Phase 5Evaluation and Security·11 min read

Evaluating RAG Systems with Ragas

Phase 5 of 8

Ragas is a framework specifically designed to evaluate Retrieval-Augmented Generation systems. This guide shows you how to measure retrieval and generation quality.

Coming from Software Engineering? Ragas metrics are like test coverage and performance benchmarks for your RAG pipeline. Faithfulness measures "does the output match the retrieved data?" (like asserting a function returns values from its input). Context relevance measures "did we retrieve the right documents?" (like asserting your SQL query returns the right rows). Answer relevance measures "did we actually answer the question?" (like asserting API response matches the request).
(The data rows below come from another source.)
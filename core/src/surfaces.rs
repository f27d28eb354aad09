/// Badge, drawer and sidebar: thin readers over the session view
use crate::error::{NotifyError, Result};
use crate::inbox::InboxView;
use crate::notification::{NavigationTarget, Notification, NotificationId};
use crate::session::SessionHandle;
use chrono::{DateTime, TimeZone};
use std::collections::BTreeMap;
use std::fmt;
use tokio::sync::watch;
use tracing::{debug, warn};

/// Largest count shown as a number on the badge
const BADGE_MAX: usize = 9;

/// Badge text for an unread count; nothing is shown at zero
pub fn badge_label(count: usize) -> Option<String> {
    match count {
        0 => None,
        n if n > BADGE_MAX => Some(format!("{}+", BADGE_MAX)),
        n => Some(n.to_string()),
    }
}

/// Human timestamp for a notification row.
///
/// Same calendar day as `now` gives relative text ("5 minutes ago"),
/// anything else the full date ("Jan 1, 2024 • 3:04 PM").
pub fn format_timestamp<Tz: TimeZone>(ts: &DateTime<Tz>, now: &DateTime<Tz>) -> String
where
    Tz::Offset: fmt::Display,
{
    if ts.date_naive() != now.date_naive() {
        return ts.format("%b %-d, %Y • %-I:%M %p").to_string();
    }

    let secs = now.clone().signed_duration_since(ts.clone()).num_seconds();
    let distance = distance_words(secs.unsigned_abs());
    if secs < 0 {
        format!("in {}", distance)
    } else {
        format!("{} ago", distance)
    }
}

fn distance_words(secs: u64) -> String {
    let minutes = (secs + 30) / 60;
    match minutes {
        0 => "less than a minute".to_string(),
        1 => "1 minute".to_string(),
        2..=44 => format!("{} minutes", minutes),
        45..=89 => "about 1 hour".to_string(),
        _ => format!("about {} hours", (minutes + 30) / 60),
    }
}

/// Unread badge in the header
pub struct Badge {
    view: watch::Receiver<InboxView>,
    visible: bool,
}

impl Badge {
    /// Administrative identities get no badge
    pub fn new(session: &SessionHandle) -> Self {
        Self {
            view: session.watch(),
            visible: !session.identity().is_admin(),
        }
    }

    pub fn count(&self) -> usize {
        self.view.borrow().unread
    }

    pub fn label(&self) -> Option<String> {
        if !self.visible {
            return None;
        }
        badge_label(self.count())
    }

    /// Wait for the next published view and return the new label
    pub async fn changed(&mut self) -> Result<Option<String>> {
        self.view
            .changed()
            .await
            .map_err(|_| NotifyError::SessionClosed)?;
        Ok(self.label())
    }
}

/// Notification drawer
pub struct Drawer {
    session: SessionHandle,
    open: bool,
}

impl Drawer {
    pub fn new(session: SessionHandle) -> Self {
        Self {
            session,
            open: false,
        }
    }

    pub fn is_open(&self) -> bool {
        self.open
    }

    /// Open and load the full listing
    pub async fn open(&mut self) -> Result<Vec<Notification>> {
        self.open = true;
        self.session.drawer_opened().await
    }

    /// Close; only an open-to-closed transition refreshes the badge
    pub async fn close(&mut self) -> Result<()> {
        if !self.open {
            return Ok(());
        }
        self.open = false;
        self.session.drawer_closed().await
    }

    pub fn notifications(&self) -> Vec<Notification> {
        self.session.view().notifications
    }

    pub fn unread(&self) -> usize {
        self.session.view().unread
    }

    /// Transient error text to show, if any
    pub fn notice(&self) -> Option<String> {
        self.session.view().notice
    }

    pub async fn mark_read(&self, id: NotificationId) -> Result<()> {
        self.session.mark_read(id).await
    }

    pub async fn mark_all_read(&self) -> Result<()> {
        self.session.mark_all_read().await
    }

    /// Row click: mark the entry read and resolve where it leads.
    ///
    /// Navigation does not depend on the mark succeeding.
    pub async fn select(&self, id: &NotificationId) -> Option<NavigationTarget> {
        let notification = self
            .session
            .view()
            .notifications
            .into_iter()
            .find(|n| &n.id == id)?;

        if let Err(e) = self.session.mark_read(id.clone()).await {
            warn!("Failed to mark notification {} as read: {}", id, e);
        }

        let target = NavigationTarget::for_notification(&notification);
        debug!("Notification {} leads to {:?}", id, target);
        target
    }
}

/// Per-conversation unread counters
pub struct Sidebar {
    view: watch::Receiver<InboxView>,
}

impl Sidebar {
    pub fn new(session: &SessionHandle) -> Self {
        Self {
            view: session.watch(),
        }
    }

    pub fn counts(&self) -> BTreeMap<String, u64> {
        self.view.borrow().conversations.clone()
    }

    pub fn unread_for(&self, conversation: &str) -> u64 {
        self.view
            .borrow()
            .conversations
            .get(conversation)
            .copied()
            .unwrap_or(0)
    }

    pub fn total(&self) -> u64 {
        self.view.borrow().conversation_total()
    }
}

#[cfg(test)]
mod tests {
    use super::*;
    use chrono::Utc;

    fn at(raw: &str) -> DateTime<Utc> {
        DateTime::parse_from_rfc3339(raw).unwrap().with_timezone(&Utc)
    }

    #[test]
    fn test_badge_label() {
        assert_eq!(badge_label(0), None);
        assert_eq!(badge_label(1).as_deref(), Some("1"));
        assert_eq!(badge_label(9).as_deref(), Some("9"));
        assert_eq!(badge_label(10).as_deref(), Some("9+"));
        assert_eq!(badge_label(250).as_deref(), Some("9+"));
    }

    #[test]
    fn test_relative_same_day() {
        let now = at("2024-01-01T12:00:00Z");
        assert_eq!(format_timestamp(&at("2024-01-01T11:59:45Z"), &now), "less than a minute ago");
        assert_eq!(format_timestamp(&at("2024-01-01T11:59:00Z"), &now), "1 minute ago");
        assert_eq!(format_timestamp(&at("2024-01-01T11:55:00Z"), &now), "5 minutes ago");
        assert_eq!(format_timestamp(&at("2024-01-01T11:00:00Z"), &now), "about 1 hour ago");
        assert_eq!(format_timestamp(&at("2024-01-01T09:40:00Z"), &now), "about 2 hours ago");
        assert_eq!(format_timestamp(&at("2024-01-01T12:10:00Z"), &now), "in 10 minutes");
    }

    #[test]
    fn test_absolute_other_day() {
        let now = at("2024-01-01T12:00:00Z");
        assert_eq!(
            format_timestamp(&at("2023-12-31T15:04:00Z"), &now),
            "Dec 31, 2023 • 3:04 PM"
        );
        assert_eq!(
            format_timestamp(&at("2023-06-05T09:07:00Z"), &now),
            "Jun 5, 2023 • 9:07 AM"
        );
    }
}
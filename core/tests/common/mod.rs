#![allow(dead_code)]
// In-memory fakes shared by the integration tests

use async_trait::async_trait;
use chrono::{DateTime, Utc};
use notify_core::error::{NotifyError, Result};
use notify_core::notification::{Notification, NotificationId, NotificationKind, OpaqueId};
use notify_core::push::{PushChannel, PushTransport};
use notify_core::snapshot::SnapshotApi;
use std::collections::BTreeMap;
use std::sync::{Arc, Mutex};
use tokio::sync::{mpsc, watch};

// ─── Push transport ──────────────────────────────────────────────────────────

#[derive(Default)]
struct Wire {
    urls: Vec<String>,
    sent: Vec<Vec<String>>,
    servers: Vec<Option<mpsc::UnboundedSender<Vec<u8>>>>,
    closed: Vec<bool>,
    refuse: bool,
}

/// Scripted push transport; every `connect` is recorded as one attempt
#[derive(Clone)]
pub struct FakeTransport {
    wire: Arc<Mutex<Wire>>,
    attempts: Arc<watch::Sender<usize>>,
}

impl FakeTransport {
    pub fn new() -> Self {
        let (attempts, _) = watch::channel(0);
        Self {
            wire: Arc::new(Mutex::new(Wire::default())),
            attempts: Arc::new(attempts),
        }
    }

    /// Make subsequent connects fail
    pub fn refuse(&self, refuse: bool) {
        self.wire.lock().unwrap().refuse = refuse;
    }

    pub fn connects(&self) -> usize {
        *self.attempts.borrow()
    }

    /// Wait until at least `n` connects happened
    pub async fn wait_connects(&self, n: usize) {
        let mut rx = self.attempts.subscribe();
        rx.wait_for(|count| *count >= n).await.unwrap();
    }

    pub fn url(&self, conn: usize) -> String {
        self.wire.lock().unwrap().urls[conn].clone()
    }

    pub fn sent(&self, conn: usize) -> Vec<String> {
        self.wire.lock().unwrap().sent[conn].clone()
    }

    /// Server sends one frame on connection `conn`
    pub fn push(&self, conn: usize, frame: &str) {
        let wire = self.wire.lock().unwrap();
        if let Some(server) = wire.servers[conn].as_ref() {
            let _ = server.send(frame.as_bytes().to_vec());
        }
    }

    /// Server closes connection `conn`
    pub fn drop_server(&self, conn: usize) {
        self.wire.lock().unwrap().servers[conn] = None;
    }

    /// Whether the client closed connection `conn`
    pub fn client_closed(&self, conn: usize) -> bool {
        self.wire.lock().unwrap().closed[conn]
    }
}

#[async_trait]
impl PushTransport for FakeTransport {
    async fn connect(&self, url: &str) -> Result<Box<dyn PushChannel>> {
        let result = {
            let mut wire = self.wire.lock().unwrap();
            let index = wire.urls.len();
            wire.urls.push(url.to_string());
            wire.sent.push(Vec::new());
            wire.closed.push(false);
            if wire.refuse {
                wire.servers.push(None);
                Err(NotifyError::Connection("connection refused".to_string()))
            } else {
                let (server, frames) = mpsc::unbounded_channel();
                wire.servers.push(Some(server));
                Ok(Box::new(FakeChannel {
                    index,
                    frames,
                    wire: self.wire.clone(),
                }) as Box<dyn PushChannel>)
            }
        };
        self.attempts.send_modify(|count| *count += 1);
        result
    }
}

struct FakeChannel {
    index: usize,
    frames: mpsc::UnboundedReceiver<Vec<u8>>,
    wire: Arc<Mutex<Wire>>,
}

#[async_trait]
impl PushChannel for FakeChannel {
    async fn send_text(&mut self, text: String) -> Result<()> {
        self.wire.lock().unwrap().sent[self.index].push(text);
        Ok(())
    }

    async fn next_frame(&mut self) -> Option<Result<Vec<u8>>> {
        self.frames.recv().await.map(Ok)
    }

    async fn close(&mut self) {
        self.wire.lock().unwrap().closed[self.index] = true;
    }
}

// ─── Snapshot backend ────────────────────────────────────────────────────────

#[derive(Default)]
struct Backend {
    notifications: Vec<Notification>,
    conversations: BTreeMap<String, u64>,
    fail_fetch: bool,
    fail_mutation: bool,
    fetches: usize,
    mark_reads: Vec<String>,
    mark_alls: usize,
}

/// Snapshot API backed by a vector
#[derive(Default)]
pub struct FakeSnapshot {
    backend: Mutex<Backend>,
}

impl FakeSnapshot {
    pub fn with(notifications: Vec<Notification>) -> Arc<Self> {
        let snapshot = Self::default();
        snapshot.backend.lock().unwrap().notifications = notifications;
        Arc::new(snapshot)
    }

    pub fn set_notifications(&self, notifications: Vec<Notification>) {
        self.backend.lock().unwrap().notifications = notifications;
    }

    pub fn set_conversations(&self, counts: BTreeMap<String, u64>) {
        self.backend.lock().unwrap().conversations = counts;
    }

    pub fn fail_fetch(&self, fail: bool) {
        self.backend.lock().unwrap().fail_fetch = fail;
    }

    pub fn fail_mutation(&self, fail: bool) {
        self.backend.lock().unwrap().fail_mutation = fail;
    }

    pub fn fetches(&self) -> usize {
        self.backend.lock().unwrap().fetches
    }

    pub fn mark_reads(&self) -> Vec<String> {
        self.backend.lock().unwrap().mark_reads.clone()
    }

    pub fn mark_alls(&self) -> usize {
        self.backend.lock().unwrap().mark_alls
    }
}

#[async_trait]
impl SnapshotApi for FakeSnapshot {
    async fn fetch_all(&self) -> Result<Vec<Notification>> {
        let mut backend = self.backend.lock().unwrap();
        backend.fetches += 1;
        if backend.fail_fetch {
            return Err(NotifyError::SnapshotFetch("backend down".to_string()));
        }
        Ok(backend.notifications.clone())
    }

    async fn mark_read(&self, id: &NotificationId) -> Result<()> {
        let mut backend = self.backend.lock().unwrap();
        if backend.fail_mutation {
            return Err(NotifyError::Mutation(format!("mark {} read: backend down", id)));
        }
        backend.mark_reads.push(id.as_str().to_string());
        if let Some(n) = backend.notifications.iter_mut().find(|n| &n.id == id) {
            n.is_read = true;
        }
        Ok(())
    }

    async fn mark_all_read(&self) -> Result<()> {
        let mut backend = self.backend.lock().unwrap();
        if backend.fail_mutation {
            return Err(NotifyError::Mutation("mark all read: backend down".to_string()));
        }
        backend.mark_alls += 1;
        for n in &mut backend.notifications {
            n.is_read = true;
        }
        Ok(())
    }

    async fn conversation_unread(&self) -> Result<BTreeMap<String, u64>> {
        Ok(self.backend.lock().unwrap().conversations.clone())
    }
}

// ─── Data ────────────────────────────────────────────────────────────────────

pub fn notification(id: u64, is_read: bool) -> Notification {
    Notification {
        id: OpaqueId::from(id),
        title: format!("Notification {}", id),
        message: "Your appointment is confirmed".to_string(),
        kind: NotificationKind::Appointment,
        sub_type: Some("booked".to_string()),
        related_id: Some(OpaqueId::from(100 + id)),
        is_read,
        timestamp: DateTime::parse_from_rfc3339("2024-01-01T00:00:00Z")
            .unwrap()
            .with_timezone(&Utc),
        metadata: None,
    }
}

/// Five notifications, three of them unread
pub fn five_with_three_unread() -> Vec<Notification> {
    vec![
        notification(1, false),
        notification(2, true),
        notification(3, false),
        notification(4, true),
        notification(5, false),
    ]
}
Context recall measures "did we retrieve everything we needed?" — like checking your query didn't miss rows it should have returned. If you've built test suites with coverage metrics, this is the same discipline. One difference: unlike a normal assert, Ragas doesn't string-compare — it uses an LLM to read each answer against its context and grade it 0-1 (the LLM-as-judge idea from Day 58). Treat the scores as an automated reviewer's grade: approximate, and they can shift slightly run to run.


What is Ragas?

Ragas measures:

  • Faithfulness: Is the answer grounded in retrieved context?
  • Answer Relevancy: Does the answer address the question?
  • Context Precision: Are retrieved contexts relevant?
  • Context Recall: Do contexts contain the needed information?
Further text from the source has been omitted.